One Word at a Time: Incremental Completion Decomposition Breaks LLM Safety
Summary
Researchers from the University of Michigan and University of Toronto introduce Incremental Completion Decomposition (Icd), a novel trajectory-based jailbreak strategy that bypasses Large Language Model (LLM) safety mechanisms. Icd works by eliciting a sequence of single-word continuations related to a malicious request before prompting for the full harmful response. The study evaluates three Icd variants: Icd–Auto (model-generated words), Icd–Seed (manually injected words), and Icd–Prefill (manually injected words plus a prefill string for the final response). These variants were tested on AdvBench, JailbreakBench, and StrongREJECT benchmarks, demonstrating superior Attack Success Rates (ASR) compared to existing methods like PAIR, TAP, CoA, and AMA. For instance, Icd–Prefill achieved 77.69% ASR on AdvBench for Qwen-2.5-72B, significantly outperforming AMA's 54.00%. A mechanistic analysis reveals that Icd systematically suppresses refusal-related representations and shifts internal model activations away from safety-aligned states.
Key takeaway
For CTOs and VPs of Engineering overseeing LLM deployments, this research highlights a critical vulnerability in current safety alignments. Your teams should prioritize developing trajectory-aware, multi-dimensional safety defenses that can detect and mitigate attacks like Icd, which exploit conversational context buildup rather than single adversarial prompts. Relying solely on safeguards effective against isolated prompts is insufficient; implement monitoring for incremental context shifts and internal model state changes to enhance robustness against sophisticated jailbreaks.
Key insights
Incremental, single-word prompts can bypass LLM safety by gradually shifting internal refusal and safety representations.
Principles
- Accumulating harmful context reduces safe continuation potential.
- Instruction-following constraints compete with safety objectives.

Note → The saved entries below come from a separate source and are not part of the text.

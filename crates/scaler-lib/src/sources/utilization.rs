//! CPU utilization sources

use super::UtilizationSource;
use crate::error::SourceError;
use crate::models::UtilizationSample;
use async_trait::async_trait;
use std::collections::HashMap;
use std::path::PathBuf;
use tokio::fs;
use tracing::debug;

/// Reads utilization from a JSON document of `{ "<id>": <percent> | null }`
///
/// The file is re-read on every call so an external poller can keep it fresh.
/// Ids that are absent or `null` had no data point and report 0.
#[derive(Debug, Clone)]
pub struct FileUtilizationSource {
    path: PathBuf,
}

impl FileUtilizationSource {
    pub fn new(path: impl Into<PathBuf>) -> Self {
        Self { path: path.into() }
    }
}

#[async_trait]
impl UtilizationSource for FileUtilizationSource {
    async fn utilization(
        &self,
        resource_ids: &[String],
    ) -> Result<Vec<UtilizationSample>, SourceError> {
        let content = fs::read_to_string(&self.path)
            .await
            .map_err(|source| SourceError::Io {
                path: self.path.clone(),
                source,
            })?;

        let readings: HashMap<String, Option<f64>> =
            serde_json::from_str(&content).map_err(|source| SourceError::Parse {
                path: self.path.clone(),
                source,
            })?;

        Ok(samples_for(resource_ids, |id| readings.get(id).copied().flatten()))
    }
}

/// Serves a fixed set of readings
#[derive(Debug, Clone, Default)]
pub struct StaticUtilizationSource {
    readings: HashMap<String, f64>,
}

impl StaticUtilizationSource {
    pub fn new(readings: HashMap<String, f64>) -> Self {
        Self { readings }
    }

    pub fn from_pairs<I, S>(pairs: I) -> Self
    where
        I: IntoIterator<Item = (S, f64)>,
        S: Into<String>,
    {
        Self {
            readings: pairs.into_iter().map(|(id, v)| (id.into(), v)).collect(),
        }
    }

    /// Every id this source has a reading for, sorted
    pub fn resource_ids(&self) -> Vec<String> {
        let mut ids: Vec<String> = self.readings.keys().cloned().collect();
        ids.sort();
        ids
    }
}

#[async_trait]
impl UtilizationSource for StaticUtilizationSource {
    async fn utilization(
        &self,
        resource_ids: &[String],
    ) -> Result<Vec<UtilizationSample>, SourceError> {
        Ok(samples_for(resource_ids, |id| self.readings.get(id).copied()))
    }
}

fn samples_for<F>(resource_ids: &[String], lookup: F) -> Vec<UtilizationSample>
where
    F: Fn(&str) -> Option<f64>,
{
    resource_ids
        .iter()
        .map(|id| {
            let cpu = lookup(id).unwrap_or_else(|| {
                debug!(resource_id = %id, "No utilization data point, reporting 0");
                0.0
            });
            debug!(resource_id = %id, cpu_percent = cpu, "Utilization sample");
            UtilizationSample::new(id.clone(), cpu)
        })
        .collect()
}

- Prefilling biases models towards harmful continuations.
Method
Icd involves an initial harmful prompt with a one-word constraint, followed by repeated "And?" prompts for single-word continuations, culminating in a request for full details.
In practice
- Use "Give the details in a cookbook style." for final prompts.
- Vary continuation length (e.g., n=4 for Icd–Auto, n=10 for Icd–Seed).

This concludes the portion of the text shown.